> _Task requirements_: From the line containing "note.move_lane(1, OPEN_LANE);" down to the last line of the records below, give every line again without any change.

> _Exercise inputs_:

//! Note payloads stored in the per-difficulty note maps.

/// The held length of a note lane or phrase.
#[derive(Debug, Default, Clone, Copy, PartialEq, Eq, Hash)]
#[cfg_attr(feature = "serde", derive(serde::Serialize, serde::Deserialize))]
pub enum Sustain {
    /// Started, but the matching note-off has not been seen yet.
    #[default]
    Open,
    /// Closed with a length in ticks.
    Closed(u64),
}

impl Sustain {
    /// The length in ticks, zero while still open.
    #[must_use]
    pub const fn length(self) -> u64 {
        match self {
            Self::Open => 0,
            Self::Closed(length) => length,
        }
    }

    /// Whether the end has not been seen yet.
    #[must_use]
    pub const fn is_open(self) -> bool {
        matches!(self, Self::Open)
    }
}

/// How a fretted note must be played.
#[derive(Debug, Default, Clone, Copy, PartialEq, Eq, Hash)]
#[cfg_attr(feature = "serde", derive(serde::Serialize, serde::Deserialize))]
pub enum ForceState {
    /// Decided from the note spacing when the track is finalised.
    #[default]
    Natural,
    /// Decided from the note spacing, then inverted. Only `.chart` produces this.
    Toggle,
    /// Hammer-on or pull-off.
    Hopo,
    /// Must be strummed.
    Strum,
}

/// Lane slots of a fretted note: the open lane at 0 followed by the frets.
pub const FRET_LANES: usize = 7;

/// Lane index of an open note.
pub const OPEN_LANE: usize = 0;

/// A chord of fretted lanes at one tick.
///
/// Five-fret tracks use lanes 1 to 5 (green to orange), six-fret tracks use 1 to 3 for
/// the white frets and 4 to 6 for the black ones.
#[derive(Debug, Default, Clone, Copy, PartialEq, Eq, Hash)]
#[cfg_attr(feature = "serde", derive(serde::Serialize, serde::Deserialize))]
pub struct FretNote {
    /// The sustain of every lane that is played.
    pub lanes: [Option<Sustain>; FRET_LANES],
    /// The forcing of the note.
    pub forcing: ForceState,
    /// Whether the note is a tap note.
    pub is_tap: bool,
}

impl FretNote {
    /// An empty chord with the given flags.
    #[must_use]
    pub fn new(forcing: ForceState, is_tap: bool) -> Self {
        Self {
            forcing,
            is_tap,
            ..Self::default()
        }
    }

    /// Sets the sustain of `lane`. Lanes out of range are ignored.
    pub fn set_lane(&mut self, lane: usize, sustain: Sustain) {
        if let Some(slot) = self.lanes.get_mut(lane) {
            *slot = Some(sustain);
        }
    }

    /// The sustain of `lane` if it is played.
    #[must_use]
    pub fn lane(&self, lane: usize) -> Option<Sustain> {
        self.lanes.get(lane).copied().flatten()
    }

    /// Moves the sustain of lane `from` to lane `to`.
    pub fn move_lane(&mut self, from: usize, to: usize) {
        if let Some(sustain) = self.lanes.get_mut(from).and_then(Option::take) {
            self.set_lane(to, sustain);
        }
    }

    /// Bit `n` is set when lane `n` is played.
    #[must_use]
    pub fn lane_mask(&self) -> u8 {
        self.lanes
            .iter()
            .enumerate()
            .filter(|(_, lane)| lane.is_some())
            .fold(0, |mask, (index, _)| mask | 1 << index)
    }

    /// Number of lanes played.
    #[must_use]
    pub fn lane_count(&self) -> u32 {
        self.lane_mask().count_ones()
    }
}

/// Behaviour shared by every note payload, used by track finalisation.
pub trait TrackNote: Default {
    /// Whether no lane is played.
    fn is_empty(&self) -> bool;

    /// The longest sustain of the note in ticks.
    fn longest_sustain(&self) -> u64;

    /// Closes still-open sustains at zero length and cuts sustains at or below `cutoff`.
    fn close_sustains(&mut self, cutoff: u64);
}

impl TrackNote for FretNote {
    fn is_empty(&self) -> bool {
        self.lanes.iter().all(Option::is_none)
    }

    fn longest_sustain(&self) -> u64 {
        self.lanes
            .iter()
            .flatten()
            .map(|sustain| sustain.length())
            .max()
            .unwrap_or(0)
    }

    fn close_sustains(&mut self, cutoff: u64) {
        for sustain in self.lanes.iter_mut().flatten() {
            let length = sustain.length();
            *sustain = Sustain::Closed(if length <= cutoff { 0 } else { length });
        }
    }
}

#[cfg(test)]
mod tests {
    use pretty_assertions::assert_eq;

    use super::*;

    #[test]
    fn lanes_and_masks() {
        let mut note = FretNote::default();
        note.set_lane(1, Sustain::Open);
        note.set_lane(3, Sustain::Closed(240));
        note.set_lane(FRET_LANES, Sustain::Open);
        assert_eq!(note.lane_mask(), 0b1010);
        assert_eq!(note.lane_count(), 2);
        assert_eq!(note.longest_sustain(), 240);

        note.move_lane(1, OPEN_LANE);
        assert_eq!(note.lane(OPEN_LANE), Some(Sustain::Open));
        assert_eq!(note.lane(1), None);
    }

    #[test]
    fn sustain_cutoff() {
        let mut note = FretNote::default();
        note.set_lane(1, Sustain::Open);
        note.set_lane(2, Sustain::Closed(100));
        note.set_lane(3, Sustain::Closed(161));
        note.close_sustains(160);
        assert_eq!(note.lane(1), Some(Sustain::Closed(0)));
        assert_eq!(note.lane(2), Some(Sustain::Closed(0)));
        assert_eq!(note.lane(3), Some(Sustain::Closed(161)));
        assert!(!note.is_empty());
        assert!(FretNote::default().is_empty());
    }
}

> _Response below_:
        note.move_lane(1, OPEN_LANE);
        assert_eq!(note.lane(OPEN_LANE), Some(Sustain::Open));
        assert_eq!(note.lane(1), None);
    }

    #[test]
    fn sustain_cutoff() {
        let mut note = FretNote::default();
        note.set_lane(1, Sustain::Open);
        note.set_lane(2, Sustain::Closed(100));
        note.set_lane(3, Sustain::Closed(161));
        note.close_sustains(160);
        assert_eq!(note.lane(1), Some(Sustain::Closed(0)));
        assert_eq!(note.lane(2), Some(Sustain::Closed(0)));
        assert_eq!(note.lane(3), Some(Sustain::Closed(161)));
        assert!(!note.is_empty());
        assert!(FretNote::default().is_empty());
    }
}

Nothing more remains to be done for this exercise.